GIVEN DATA:
---
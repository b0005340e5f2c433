/// Database configuration and connection management
pub mod database;

/// Application settings and seed catalog from config.toml
pub mod settings;
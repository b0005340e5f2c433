//! Entity module - Contains the SeaORM entity definitions for the database.
//! Each entity has a Model struct for data and an Entity struct for operations.

pub mod storage_entry;

pub use storage_entry::{
    ActiveModel as StorageEntryActiveModel, Column as StorageEntryColumn, Entity as StorageEntry,
    Model as StorageEntryModel,
};
use thiserror::Error;

/// Every failure the library can report.
///
/// Degraded numeric input and storage hiccups never show up here: those are
/// coerced or swallowed at the boundary. What remains are integration bugs
/// (unknown ids, malformed recipe rows) and configuration/IO problems.
#[derive(Debug, Error)]
pub enum Error {
    /// Configuration or user-input validation error
    #[error("Configuration error: {message}")]
    Config {
        /// Human-readable description
        message: String,
    },

    /// No product with the given id or name
    #[error("Product not found: {name}")]
    ProductNotFound {
        /// Id or name that was looked up
        name: String,
    },

    /// No ingredient with the given id or name
    #[error("Ingredient not found: {name}")]
    IngredientNotFound {
        /// Id or name that was looked up
        name: String,
    },

    /// A monetary amount or quantity that is negative or not finite
    #[error("Invalid amount: {amount}")]
    InvalidAmount {
        /// The rejected value
        amount: f64,
    },

    /// A unit label outside the supported vocabulary
    #[error("Invalid unit: {unit}")]
    InvalidUnit {
        /// The rejected label
        unit: String,
    },

    /// A recipe row that must have been filtered out before committing
    #[error("Invalid recipe row: {reason}")]
    InvalidRequirement {
        /// Why the row was rejected
        reason: String,
    },

    /// Database error from `SeaORM`
    #[error("Database error: {0}")]
    Database(#[from] sea_orm::DbErr),

    /// JSON (de)serialization error
    #[error("JSON error: {0}")]
    Json(#[from] serde_json::Error),

    /// I/O error
    #[error("I/O error: {0}")]
    Io(#[from] std::io::Error),
}

/// Convenience `Result` type
pub type Result<T> = std::result::Result<T, Error>;
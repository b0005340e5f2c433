//! Core business logic - catalog store, recipe resolution, costing, import/export.
//!
//! Everything here except [`storage`] is synchronous and operates on an owned
//! [`store::EntityStore`] passed by reference.

/// Calculation of per-unit and per-batch figures
pub mod costing;
/// JSON export and import file formats
pub mod exchange;
/// Prefixed, time-ordered record identifiers
pub mod ids;
/// Recipe resolution and editing drafts
pub mod recipe;
/// Name-based merge of imported catalogs
pub mod reconcile;
/// Plain-text report rendering
pub mod report;
/// Best-effort persistence of the store in the database
pub mod storage;
/// Products, ingredients and recipe rows with their invariants
pub mod store;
---
Each line above where the word "rejected" occurs should be copied out.

YOUR RESPONSE:
        /// The rejected value
        /// The rejected label
        /// Why the row was rejected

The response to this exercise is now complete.